Task item:
A line below contains "at least one", and a later one contains "pub fn set(&self, to: DateTime<Utc>)". Repeat both, with every line between them, exactly.

Dataset extract:
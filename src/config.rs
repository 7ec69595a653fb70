//! Engine configuration.
//!
//! Every option has a documented default. Build in code with
//! [`EngineConfig::builder`] or deserialize from JSON; missing fields fall back
//! to their defaults.
//!
//! ```
//! use routecast::EngineConfig;
//! use std::time::Duration;
//!
//! let config = EngineConfig::builder()
//!     .cache_ttl(Duration::from_secs(30 * 60))
//!     .max_concurrent_fetches(8)
//!     .build();
//! assert!(config.validate().is_ok());
//! assert_eq!(config.geocell_precision, 2);
//! ```

use crate::error::InvalidInputError;
use crate::types::route::SpacingPolicy;
use bon::Builder;
use serde::{Deserialize, Serialize};
use std::time::Duration;

/// Finest geocell precision; coordinates themselves are stored in microdegrees.
pub const MAX_GEOCELL_PRECISION: u8 = 6;

#[derive(Debug, Clone, PartialEq, Builder, Serialize, Deserialize)]
#[serde(default)]
pub struct EngineConfig {
    /// How long a cached forecast document stays valid. Defaults to 1 hour,
    /// in line with how often upstream forecasts are refreshed.
    #[builder(default = Duration::from_secs(60 * 60))]
    pub cache_ttl: Duration,

    /// Decimal digits kept when rounding coordinates into a geocell.
    /// Defaults to 2 (about 1.1 km of latitude).
    #[builder(default = 2)]
    pub geocell_precision: u8,

    /// Width of the time bucket that request times are floored to.
    /// Defaults to 1 hour.
    #[builder(default = Duration::from_secs(60 * 60))]
    pub time_bucket_width: Duration,

    #[builder(default)]
    pub route_spacing: SpacingPolicy,

    /// Upper bound on concurrent point lookups for one engine. Defaults to 4.
    #[builder(default = 4)]
    pub max_concurrent_fetches: usize,

    /// Route summaries below this success fraction are flagged degraded.
    /// Defaults to 0.5.
    #[builder(default = 0.5)]
    pub min_completeness_ratio: f64,

    /// Timeout for a single upstream forecast fetch. Defaults to 10 seconds.
    #[builder(default = Duration::from_secs(10))]
    pub fetch_timeout: Duration,

    /// Optional deadline for the whole route fan-out. Samples that have not
    /// completed by then are recorded as failures.
    pub route_timeout: Option<Duration>,

    /// Precipitation probability (percent) above which a route is flagged
    /// as at risk of precipitation. Defaults to 50.
    #[builder(default = 50.0)]
    pub precipitation_threshold_pct: f64,
}

impl Default for EngineConfig {
    fn default() -> Self {
        Self::builder().build()
    }
}

impl EngineConfig {
    pub fn validate(&self) -> Result<(), InvalidInputError> {
        fn invalid(field: &'static str, reason: impl Into<String>) -> InvalidInputError {
            InvalidInputError::Config {
                field,
                reason: reason.into(),
            }
        }

        if self.cache_ttl.is_zero() {
            return Err(invalid("cache_ttl", "must be greater than zero"));
        }
        if self.geocell_precision > MAX_GEOCELL_PRECISION {
            return Err(invalid(
                "geocell_precision",
                format!("must be at most {MAX_GEOCELL_PRECISION}"),
            ));
        }
        if self.time_bucket_width.as_secs() == 0 {
            return Err(invalid("time_bucket_width", "must be at least one second"));
        }
        let spacing = &self.route_spacing;
        if !spacing.max_distance_km.is_finite() || spacing.max_distance_km <= 0.0 {
            return Err(invalid(
                "route_spacing.max_distance_km",
                "must be a positive number",
            ));
        }
        if spacing.max_time_delta.is_zero() {
            return Err(invalid(
                "route_spacing.max_time_delta",
                "must be greater than zero",
            ));
        }
        if self.max_concurrent_fetches == 0 {
            return Err(invalid("max_concurrent_fetches", "must be at least 1"));
        }
        if !(0.0..=1.0).contains(&self.min_completeness_ratio) {
            return Err(invalid("min_completeness_ratio", "must be within 0..=1"));
        }
        if self.fetch_timeout.is_zero() {
            return Err(invalid("fetch_timeout", "must be greater than zero"));
        }
        if self.route_timeout.is_some_and(|t| t.is_zero()) {
            return Err(invalid("route_timeout", "must be greater than zero"));
        }
        if !(0.0..=100.0).contains(&self.precipitation_threshold_pct) {
            return Err(invalid(
                "precipitation_threshold_pct",
                "must be within 0..=100",
            ));
        }
        Ok(())
    }
}
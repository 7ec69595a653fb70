use chrono::{DateTime, Duration, Utc};
use std::sync::Mutex;

/// Source of the current time for TTL checks and default request times.
pub trait Clock: Send + Sync {
    fn now(&self) -> DateTime<Utc>;
}

/// Wall-clock time.
#[derive(Debug, Clone, Copy, Default)]
pub struct SystemClock;

impl Clock for SystemClock {
    fn now(&self) -> DateTime<Utc> {
        Utc::now()
    }
}

/// A clock that only moves when told to.
#[derive(Debug)]
pub struct ManualClock {
    now: Mutex<DateTime<Utc>>,
}

impl ManualClock {
    pub fn new(start: DateTime<Utc>) -> Self {
        Self {
            now: Mutex::new(start),
        }
    }

    pub fn advance(&self, by: Duration) {
        let mut now = self.now.lock().unwrap_or_else(|e| e.into_inner());
        *now += by;
    }

    pub fn set(&self, to: DateTime<Utc>) {
        *self.now.lock().unwrap_or_else(|e| e.into_inner()) = to;
    }
}

impl Clock for ManualClock {
    fn now(&self) -> DateTime<Utc> {
        *self.now.lock().unwrap_or_else(|e| e.into_inner())
    }
}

Your response:
            return Err(invalid("time_bucket_width", "must be at least one second"));
        }
        let spacing = &self.route_spacing;
        if !spacing.max_distance_km.is_finite() || spacing.max_distance_km <= 0.0 {
            return Err(invalid(
                "route_spacing.max_distance_km",
                "must be a positive number",
            ));
        }
        if spacing.max_time_delta.is_zero() {
            return Err(invalid(
                "route_spacing.max_time_delta",
                "must be greater than zero",
            ));
        }
        if self.max_concurrent_fetches == 0 {
            return Err(invalid("max_concurrent_fetches", "must be at least 1"));
        }
        if !(0.0..=1.0).contains(&self.min_completeness_ratio) {
            return Err(invalid("min_completeness_ratio", "must be within 0..=1"));
        }
        if self.fetch_timeout.is_zero() {
            return Err(invalid("fetch_timeout", "must be greater than zero"));
        }
        if self.route_timeout.is_some_and(|t| t.is_zero()) {
            return Err(invalid("route_timeout", "must be greater than zero"));
        }
        if !(0.0..=100.0).contains(&self.precipitation_threshold_pct) {
            return Err(invalid(
                "precipitation_threshold_pct",
                "must be within 0..=100",
            ));
        }
        Ok(())
    }
}
repository 7ec69595a653fb70
use chrono::{DateTime, Duration, Utc};
use std::sync::Mutex;

/// Source of the current time for TTL checks and default request times.
pub trait Clock: Send + Sync {
    fn now(&self) -> DateTime<Utc>;
}

/// Wall-clock time.
#[derive(Debug, Clone, Copy, Default)]
pub struct SystemClock;

impl Clock for SystemClock {
    fn now(&self) -> DateTime<Utc> {
        Utc::now()
    }
}

/// A clock that only moves when told to.
#[derive(Debug)]
pub struct ManualClock {
    now: Mutex<DateTime<Utc>>,
}

impl ManualClock {
    pub fn new(start: DateTime<Utc>) -> Self {
        Self {
            now: Mutex::new(start),
        }
    }

    pub fn advance(&self, by: Duration) {
        let mut now = self.now.lock().unwrap_or_else(|e| e.into_inner());
        *now += by;
    }

    pub fn set(&self, to: DateTime<Utc>) {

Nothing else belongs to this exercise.